Mediation führt Streithälse oft wieder zusammen, ohne Gerichtsverfahren

Hamburg. Als Sabrina L., 34, nach zwei Jahren Babypause in Teilzeit in ihren Job zurück möchte, lehnt der Chef ab. Aus betriebsorganisatorischen Gründen, heißt es. Die Grafikerin muss Vollzeit arbeiten, oft einspringen und hat keinen eigenen Schreibtisch. Sie fühlt sich gemobbt, nach einer Woche meldet sie sich krank. Ihr Chef möchte ihr kündigen.

Doch so weit kommt es nicht. Chef und Angestellte entscheiden sich zu einer Mediation bei der Tenos AG in Hamburg. Bei solch außergerichtlichen Verfahren schließen die Gegner mit Unterstützung des Mediatoren einen Vergleich. Während der Sitzung vermittelt und steuert er das Gespräch.

Immer mehr Menschen versuchen, ihre Streitigkeiten außergerichtlich zu regeln. "Mediation eignet sich für fast alle Konflikte", sagt Detlev Berning, Vorstand beim Bundesverband Mediation. Ob Streit beim Erben, der Trennung vom Partner, mit dem Nachbarn, am Arbeitsplatz - der außergerichtliche Weg hat eine hohe Einigungsquote. "80 bis 85 Prozent der Fälle enden im Konsens", sagt Axel Raulinat, Vorstand der Tenos AG. Das Ziel: ein künftig entspannter Umgang miteinander. Es wird gemeinsam nach einer für beide Seiten tragbaren Lösung gefahndet. "An die vereinbarte Einigung halten sich dann in der Regel auch alle", so die Erfahrung von Monika Hartges, Leiterin der Öffentlichen Rechtsauskunft- und Vergleichsstelle Hamburg (ÖRA).

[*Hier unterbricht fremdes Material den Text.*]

//! Retry with exponential backoff

use std::future::Future;
use std::time::Duration;

use episodic_core::{MbrlError, Result};

/// Outcome of one failed attempt
#[derive(Debug)]
pub enum AttemptError {
    /// Transient failure, worth another attempt
    Retryable(MbrlError),
    /// Permanent failure, returned immediately
    Fatal(MbrlError),
}

impl AttemptError {
    fn into_inner(self) -> MbrlError {
        match self {
            Self::Retryable(e) | Self::Fatal(e) => e,
        }
    }
}

/// Exponential backoff schedule
#[derive(Debug, Clone, Copy, PartialEq, Eq)]
pub struct RetryPolicy {
    /// Retries after the first attempt
    pub max_retries: u32,
    /// Delay before the first retry
    pub initial_backoff: Duration,
    /// Upper bound on any single delay
    pub max_backoff: Duration,
}

impl Default for RetryPolicy {
    fn default() -> Self {
        Self {
            max_retries: 3,
            initial_backoff: Duration::from_millis(500),
            max_backoff: Duration::from_secs(10),
        }
    }
}

impl RetryPolicy {
    /// Delay before retry number `retry` (0-based), doubling up to the cap
    #[must_use]
    pub fn delay(&self, retry: u32) -> Duration {
        let factor = 2u32.saturating_pow(retry.min(31));
        self.initial_backoff
            .checked_mul(factor)
            .map_or(self.max_backoff, |d| d.min(self.max_backoff))
    }

    /// Run `op` until it succeeds, fails fatally, or retries run out
    pub async fn run<T, F, Fut>(&self, what: &str, mut op: F) -> Result<T>
    where
        F: FnMut() -> Fut,
        Fut: Future<Output = std::result::Result<T, AttemptError>>,
    {
        let mut retry = 0;
        loop {
            match op().await {
                Ok(value) => return Ok(value),
                Err(AttemptError::Retryable(e)) if retry < self.max_retries => {
                    let delay = self.delay(retry);
                    retry += 1;
                    tracing::warn!(
                        operation = what,
                        retry,
                        max_retries = self.max_retries,
                        delay_ms = delay.as_millis() as u64,
                        error = %e,
                        "attempt failed, retrying"
                    );
                    metrics::increment_counter!("episodic_remote_retries_total", "operation" => what.to_string());
                    tokio::time::sleep(delay).await;
                }
                Err(e) => return Err(e.into_inner()),
            }
        }
    }
}

#[cfg(test)]
mod tests {
    use super::*;
    use std::sync::atomic::{AtomicU32, Ordering};

    fn fast() -> RetryPolicy {
        RetryPolicy {
            max_retries: 3,
            initial_backoff: Duration::from_millis(1),
            max_backoff: Duration::from_millis(4),
        }
    }

    #[test]
    fn delays_double_up_to_the_cap() {
        let policy = RetryPolicy {
            max_retries: 10,
            initial_backoff: Duration::from_millis(100),
            max_backoff: Duration::from_millis(1000),
        };
        assert_eq!(policy.delay(0), Duration::from_millis(100));
        assert_eq!(policy.delay(1), Duration::from_millis(200));
        assert_eq!(policy.delay(3), Duration::from_millis(800));
        assert_eq!(policy.delay(4), Duration::from_millis(1000));
        assert_eq!(policy.delay(40), Duration::from_millis(1000));
    }

    #[tokio::test]
    async fn transient_failures_are_retried() {
        let calls = AtomicU32::new(0);
        let calls = &calls;
        let value = fast()
            .run("probe", move || async move {
                if calls.fetch_add(1, Ordering::SeqCst) < 2 {
                    Err(AttemptError::Retryable(MbrlError::RemoteService("503".into())))
                } else {
                    Ok(7)
                }
            })
            .await
            .unwrap();
        assert_eq!(value, 7);
        assert_eq!(calls.load(Ordering::SeqCst), 3);
    }

    #[tokio::test]
    async fn retries_are_bounded() {
        let calls = AtomicU32::new(0);
        let calls = &calls;
        let err = fast()
            .run("probe", move || async move {
                calls.fetch_add(1, Ordering::SeqCst);
                Err::<(), _>(AttemptError::Retryable(MbrlError::RemoteService("down".into())))
            })
            .await
            .unwrap_err();
        assert!(matches!(err, MbrlError::RemoteService(_)));
        assert_eq!(calls.load(Ordering::SeqCst), 4);
    }

    #[tokio::test]
    async fn fatal_errors_are_not_retried() {
        let calls = AtomicU32::new(0);
        let calls = &calls;
        let result = fast()
            .run("probe", move || async move {
                calls.fetch_add(1, Ordering::SeqCst);
                Err::<(), _>(AttemptError::Fatal(MbrlError::RemoteService("bad body".into())))
            })
            .await;
        assert!(result.is_err());
        assert_eq!(calls.load(Ordering::SeqCst), 1);
    }
}
//! Property tests for the task lifecycle.
//!
//! Arbitrary interleavings of successful and failed episodes and
//! optimization jobs are driven through the state machine; every observed
//! state change must be a legal transition or a rollback to the job's
//! checkpoint, and the experience must account for every successful step.

use std::collections::BTreeMap;

use chrono::Utc;
use proptest::prelude::*;
use uuid::Uuid;

use episodic_core::{
    ActingPolicy, AfterEpisode, CostFunction, CostKind, Episode, Objective, OptimizerSettings,
    PlantParams, PolicySpec, StateDistribution, Strategy as OptStrategy, TargetEntry, Task,
    TaskSpec, TaskState, TaskStateMachine,
};

#[derive(Debug, Clone, Copy)]
enum Event {
    EpisodeOk,
    EpisodeFailed,
    JobOk,
    JobFailed,
}

fn arb_event() -> impl Strategy<Value = Event> {
    prop::sample::select(vec![
        Event::EpisodeOk,
        Event::EpisodeFailed,
        Event::JobOk,
        Event::JobFailed,
    ])
}

fn spec(trials: usize, n_opt: usize) -> TaskSpec {
    TaskSpec {
        name: "prop".into(),
        plant: PlantParams {
            kind: "integrator".into(),
            dt: 0.1,
            state0: StateDistribution {
                mean: vec![0.0, 0.0],
                std: vec![0.0, 0.0],
            },
            max_steps: None,
            settings: BTreeMap::new(),
        },
        policy: PolicySpec {
            max_u: vec![1.0],
            angle_dims: vec![1],
            seed: 0,
        },
        cost: CostFunction {
            kind: CostKind::Saturating,
            target: vec![TargetEntry::Value(0.0), TargetEntry::Value(0.0)],
            weights: vec![1.0, 1.0],
            width: 1.0,
            action_weight: 0.0,
            angle_dims: vec![1],
            params: BTreeMap::new(),
        },
        horizon_secs: 0.5,
        discount: 1.0,
        n_samples: 2,
        n_opt,
        initial_random_trials: trials,
        optimizer: None,
        random_walk: true,
        wrap_angles: true,
        optimizer_params: OptimizerSettings::default(),
    }
}

fn episode(acting: ActingPolicy, task: &Task) -> Episode {
    Episode {
        id: Uuid::new_v4(),
        transitions: vec![],
        final_state: vec![0.0, 0.0],
        policy_params: match acting {
            ActingPolicy::Exploration => None,
            ActingPolicy::Learned => Some(task.policy.params().to_vec()),
        },
        timestamps: vec![],
        terminated_early: false,
        recorded_at: Utc::now(),
    }
}

fn legal(from: TaskState, to: TaskState, checkpoint: Option<TaskState>) -> bool {
    from.can_transition_to(&to) || (from.is_optimizing() && Some(to) == checkpoint)
}

proptest! {
    #[test]
    fn lifecycle_follows_legal_path(
        trials in 0usize..5,
        n_opt in 1usize..4,
        events in prop::collection::vec(arb_event(), 1..60),
    ) {
        let sm = TaskStateMachine::default();
        let mut task = Task::new(spec(trials, n_opt)).unwrap();
        prop_assert!(!sm.settle(&mut task).unwrap());

        let mut episodes = 0;
        let mut iterations = 0;
        let mut compilations = 0;
        let mut explored = 0;
        let mut events = events.into_iter();

        while let Some(event) = events.next() {
            if task.state().is_terminal() {
                break;
            }
            let plan = sm.plan(&task).unwrap();
            let before = task.state();

            if matches!(event, Event::EpisodeFailed) {
                prop_assert_eq!(task.state(), before);
                continue;
            }

            let ep = episode(plan.acting, &task);
            let after = sm.commit(&mut task, &plan, ep).unwrap();
            episodes += 1;
            if plan.acting == ActingPolicy::Exploration {
                explored += 1;
                prop_assert!(explored <= trials);
            }
            prop_assert!(legal(before, task.state(), None) || before == task.state());

            if after != AfterEpisode::Optimize {
                prop_assert_eq!(after, AfterEpisode::Reenqueue);
                continue;
            }

            let checkpoint = sm.begin_optimization(&mut task).unwrap();
            prop_assert_eq!(checkpoint, TaskState::Ready);
            prop_assert_eq!(task.state(), TaskState::Training);

            if task.objective.is_none() {
                task.transition(TaskState::CompilingOptimizer).unwrap();
                task.objective = Some(Objective::compile(
                    &task.policy,
                    &task.spec.cost,
                    &task.spec.plant.state0,
                    task.spec.objective_settings(),
                ).unwrap());
                compilations += 1;
            }
            task.transition(TaskState::Optimizing).unwrap();

            // the job outcome arrives with the next event
            let job_ok = matches!(events.next(), Some(Event::JobOk | Event::EpisodeOk));
            let from = task.state();
            if job_ok {
                let params = vec![0.01 * (iterations + 1) as f64; task.policy.param_count()];
                sm.complete_optimization(&mut task, &params, None, OptStrategy::Local).unwrap();
                iterations += 1;
                prop_assert_eq!(task.policy.params(), &params[..]);
            } else {
                let params = task.policy.params().to_vec();
                sm.rollback(&mut task, checkpoint);
                prop_assert_eq!(task.policy.params(), &params[..]);
            }
            prop_assert!(legal(from, task.state(), Some(checkpoint)) || legal(TaskState::Ready, task.state(), None));
        }

        prop_assert!(compilations <= 1);
        prop_assert_eq!(task.experience.n_episodes(), episodes);
        prop_assert_eq!(task.experience.completed_iterations(), iterations);
        prop_assert_eq!(task.state().is_terminal(), iterations >= n_opt);
        if task.state().is_terminal() {
            prop_assert!(sm.plan(&task).is_err());
        }
    }

    #[test]
    fn done_rejects_every_transition(to in prop::sample::select(vec![
        TaskState::Init,
        TaskState::CollectingRandom,
        TaskState::Ready,
        TaskState::Training,
        TaskState::CompilingOptimizer,
        TaskState::Optimizing,
        TaskState::Done,
    ])) {
        prop_assert!(!TaskState::Done.can_transition_to(&to));
    }
}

Auch sonst bietet das Verfahren Vorteile. "Es ist schneller und kostengünstiger", so Hartges. Schnell bekommen die Streithähne einen Termin, und eine Einigung wird oft schon nach ein bis drei Treffen erzielt. Ein Fall vor Gericht hingegen dauert mehrere Monate.

Sabrina L. und ihr Chef saßen innerhalb von drei Tagen in der Mediation. Nach einem Termin war das Verfahren beendet. Kosten: 1600 Euro, getragen von beiden je zur Hälfte. "Vor Gericht wäre es teurer geworden", sagt Angela Kaschewski von Tenos. Generell gilt: Bei einem hohen Streitwert lohnt sich die außergerichtliche Einigung auch finanziell. Die Prozesskosten können sich nach Berechnung von Tenos für einen Streitwert von 150 000 Euro schnell auf 25 000 Euro summieren, für eine Mediation wären es nur 5700 Euro. Abgerechnet wird nach Stundensatz, der im Schnitt bei 100 bis 150 Euro liegt.

Den passenden Mediator zu finden, ist nicht einfach. Denn die Berufsbezeichnung ist nicht geschützt, es greift keine gesetzliche Regelung zur Qualifizierung. Der Bundesverband Mediation empfiehlt eine 200-stündige Ausbildung, verpflichtend ist sie nicht.

Für den Mediator seien Menschenkenntnis und kommunikative Kompetenzen die wichtigsten Voraussetzungen. "Die Chemie muss stimmen", sagt Verbandsvorstand Berning. Bei Verbänden kann man nach Referenzen fragen.

Bedingung für das Verfahren ist, dass beide Parteien die Schlichtung wollen, denn sie ist freiwillig. "Ideal ist es, wenn die Kontrahenten sich gemeinsam dazu entschließen", so Hartges. Sonst wird die andere Seite schriftlich eingeladen. Abgeschlossen wird mit einem Vergleich, schriftlich fixiert und auf Wunsch vom Notar beurkundet. Kommt es zu keiner Einigung, steht der Weg vor Gericht noch offen.

Sabrina L. und ihr Chef vereinbarten eine Beschäftigung in Teilzeit, überwiegend von zu Hause aus. Anfangs schien eine Lösung fern, letztlich dauerte die Einigung viereinhalb Stunden.